-------- DATA IN THIS EXERCISE

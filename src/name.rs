//! Named values for violation messages
//!
//! Validation failures are reported in terms of the field being checked, so
//! every value enters a validation block together with the name it is known
//! by. `NamedValue` is that pairing, and the [`Named`] extension trait
//! attaches a name to any value at the call site.
//!
//! # Examples
//!
//! ```
//! use proviso::Named;
//!
//! let age = 42.named("age");
//! assert_eq!(age.name(), "age");
//! assert_eq!(age.value(), &42);
//! ```

use std::borrow::Cow;

/// A value paired with the name used for it in violation messages.
///
/// The name is typically a field or parameter name and almost always a
/// string literal, so it is stored as `Cow<'static, str>` to avoid an
/// allocation in the common case.
///
/// # Example
///
/// ```
/// use proviso::{Named, NamedValue};
///
/// let direct = NamedValue::new("email", "user@example.com");
/// let via_ext = "user@example.com".named("email");
/// assert_eq!(direct, via_ext);
/// ```
#[derive(Debug, Clone, PartialEq, Eq, Hash)]
pub struct NamedValue<T> {
    name: Cow<'static, str>,
    value: T,
}

impl<T> NamedValue<T> {
    /// Pair a value with its name.
    ///
    /// # Example
    ///
    /// ```
    /// use proviso::NamedValue;
    ///
    /// let port = NamedValue::new("port", 8080u16);
    /// assert_eq!(port.name(), "port");
    /// ```
    pub fn new(name: impl Into<Cow<'static, str>>, value: T) -> Self {
        Self {
            name: name.into(),
            value,
        }
    }

    /// The name this value is reported under.
    #[inline]
    pub fn name(&self) -> &str {
        &self.name
    }

    /// The underlying value.
    #[inline]
    pub fn value(&self) -> &T {
        &self.value
    }

    /// Consume the pair and return the underlying value.
    ///
    /// # Example
    ///
    /// ```
    /// use proviso::Named;
    ///
    /// let named = String::from("hello").named("greeting");
    /// assert_eq!(named.into_value(), "hello");
    /// ```
    #[inline]
    pub fn into_value(self) -> T {
        self.value
    }
}

/// Extension trait attaching a name to any value.
///
/// Blanket-implemented for all sized types, so `value.named("field")` works
/// everywhere a validation block needs it.
///
/// # Example
///
/// ```
/// use proviso::Named;
///
/// let username = "ada".named("username");
/// assert_eq!(username.name(), "username");
/// ```
pub trait Named: Sized {
    /// Pair this value with a name for violation messages.
    fn named(self, name: impl Into<Cow<'static, str>>) -> NamedValue<Self> {
        NamedValue::new(name, self)
    }
}

impl<T> Named for T {}
//! Monoid trait for types with identity elements
//!
//! A `Monoid` extends `Semigroup` by adding an identity element. For
//! validation outcomes the identity is `Valid`: folding any number of results
//! together starts from "no violations yet".
//!
//! # Mathematical Properties
//!
//! For a type to be a valid Monoid, it must satisfy:
//! 1. **Associativity** (from Semigroup):
//!    ```text
//!    a.combine(b).combine(c) == a.combine(b.combine(c))
//!    ```
//! 2. **Right Identity**:
//!    ```text
//!    a.combine(M::empty()) == a
//!    ```
//! 3. **Left Identity**:
//!    ```text
//!    M::empty().combine(a) == a
//!    ```
//!
//! # Examples
//!
//! ```
//! use proviso::{Monoid, Semigroup};
//!
//! let v1 = vec![1, 2, 3];
//! let empty: Vec<i32> = Monoid::empty();
//! assert_eq!(v1.clone().combine(empty.clone()), v1);
//! assert_eq!(empty.combine(v1.clone()), v1);
//! ```
//!
//! # Folding Validation Outcomes
//!
//! ```
//! use proviso::monoid::combine_all;
//! use proviso::{ValidationResult, Violation};
//!
//! let results = vec![
//!     ValidationResult::valid(),
//!     ValidationResult::from_violation(Violation::new("name must not be blank")),
//!     ValidationResult::valid(),
//! ];
//!
//! let merged = combine_all(results);
//! assert_eq!(merged.violations().len(), 1);
//! ```

use crate::semigroup::Semigroup;

/// A `Monoid` is a `Semigroup` with an identity element.
///
/// # Laws
///
/// For any value `a` of type `M` where `M: Monoid`:
///
/// ```text
/// a.combine(M::empty()) == a           (right identity)
/// M::empty().combine(a) == a           (left identity)
/// ```
///
/// Combined with `Semigroup` associativity:
///
/// ```text
/// a.combine(b).combine(c) == a.combine(b.combine(c))  (associativity)
/// ```
pub trait Monoid: Semigroup {
    /// The identity element for this monoid.
    ///
    /// Satisfies: `a.combine(Self::empty()) == a` and `Self::empty().combine(a) == a`
    fn empty() -> Self;
}

// Vec monoid - empty vector is identity
impl<T> Monoid for Vec<T> {
    fn empty() -> Self {
        Vec::new()
    }
}

// String monoid - empty string is identity
impl Monoid for String {
    fn empty() -> Self {
        String::new()
    }
}

// Option monoid - None is identity (lifts inner semigroup)
impl<T: Semigroup> Monoid for Option<T> {
    fn empty() -> Self {
        None
    }
}

/// Fold an iterator using the Monoid instance, starting with `empty()`.
///
/// This is more convenient than `Iterator::fold` when working with monoids
/// because the identity element is provided by the type.
///
/// # Example
///
/// ```
/// use proviso::monoid::combine_all;
///
/// let vecs = vec![vec![1, 2], vec![3, 4], vec![5]];
/// let result: Vec<i32> = combine_all(vecs);
/// assert_eq!(result, vec![1, 2, 3, 4, 5]);
/// ```
pub fn combine_all<M, I>(iter: I) -> M
where
    M: Monoid,
    I: IntoIterator<Item = M>,
{
    iter.into_iter().fold(M::empty(), |acc, x| acc.combine(x))
}

#[cfg(test)]
mod tests {
    use super::*;

    #[test]
    fn test_vec_right_identity() {
        let v = vec![1, 2, 3];
        let empty: Vec<i32> = Monoid::empty();
        assert_eq!(v.clone().combine(empty), v);
    }

    #[test]
    fn test_vec_left_identity() {
        let v = vec![1, 2, 3];
        let empty: Vec<i32> = Monoid::empty();
        assert_eq!(empty.combine(v.clone()), v);
    }

    #[test]
    fn test_string_identities() {
        let s = "hello".to_string();
        let empty: String = Monoid::empty();
        assert_eq!(s.clone().combine(empty.clone()), s);
        assert_eq!(empty.combine(s.clone()), s);
    }

    #[test]
    fn test_option_identities() {
        let v = Some(vec![1, 2, 3]);
        let empty: Option<Vec<i32>> = Monoid::empty();
        assert_eq!(v.clone().combine(empty.clone()), v);
        assert_eq!(empty.combine(v.clone()), v);
    }

    #[test]
    fn test_combine_all_vec() {
        let vecs = vec![vec![1], vec![2, 3], vec![4]];
        let result = combine_all(vecs);
        assert_eq!(result, vec![1, 2, 3, 4]);
    }

    #[test]
    fn test_combine_all_empty_iter() {
        let vecs: Vec<Vec<i32>> = vec![];
        let result = combine_all(vecs);
        assert_eq!(result, vec![]);
    }

    #[test]
    fn test_combine_all_string() {
        let strings = vec!["Hello".to_string(), " ".to_string(), "World".to_string()];
        let result: String = combine_all(strings);
        assert_eq!(result, "Hello World");
    }

    // Property-based tests
    mod proptests {
        use super::*;
        use proptest::prelude::*;

        proptest! {
            #[test]
            fn prop_vec_right_identity(v: Vec<i32>) {
                let empty: Vec<i32> = Monoid::empty();
                prop_assert_eq!(v.clone().combine(empty), v);
            }

            #[test]
            fn prop_vec_left_identity(v: Vec<i32>) {
                let empty: Vec<i32> = Monoid::empty();
                prop_assert_eq!(empty.combine(v.clone()), v);
            }

            #[test]
            fn prop_vec_associativity(a: Vec<i32>, b: Vec<i32>, c: Vec<i32>) {
                let left = a.clone().combine(b.clone()).combine(c.clone());
                let right = a.combine(b.combine(c));
                prop_assert_eq!(left, right);
            }

            #[test]
            fn prop_string_associativity(a: String, b: String, c: String) {
                let left = a.clone().combine(b.clone()).combine(c.clone());
                let right = a.combine(b.combine(c));
                prop_assert_eq!(left, right);
            }

            #[test]
            fn prop_option_associativity(
                a: Option<Vec<i32>>,
                b: Option<Vec<i32>>,
                c: Option<Vec<i32>>
            ) {
                let left = a.clone().combine(b.clone()).combine(c.clone());
                let right = a.combine(b.combine(c));
                prop_assert_eq!(left, right);
            }

            #[test]
            fn prop_combine_all_matches_flatten(vecs: Vec<Vec<i32>>) {
                let result = combine_all(vecs.clone());
                let expected: Vec<i32> = vecs.into_iter().flatten().collect();
                prop_assert_eq!(result, expected);
            }
        }
    }
}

----------------

◆ **WORK INSTRUCTIONS**:
In the listing above, find each line containing "trait" and copy it.

◆ **TASK SOLUTION**:
//! by. `NamedValue` is that pairing, and the [`Named`] extension trait
/// Extension trait attaching a name to any value.
pub trait Named: Sized {
//! Monoid trait for types with identity elements
pub trait Monoid: Semigroup {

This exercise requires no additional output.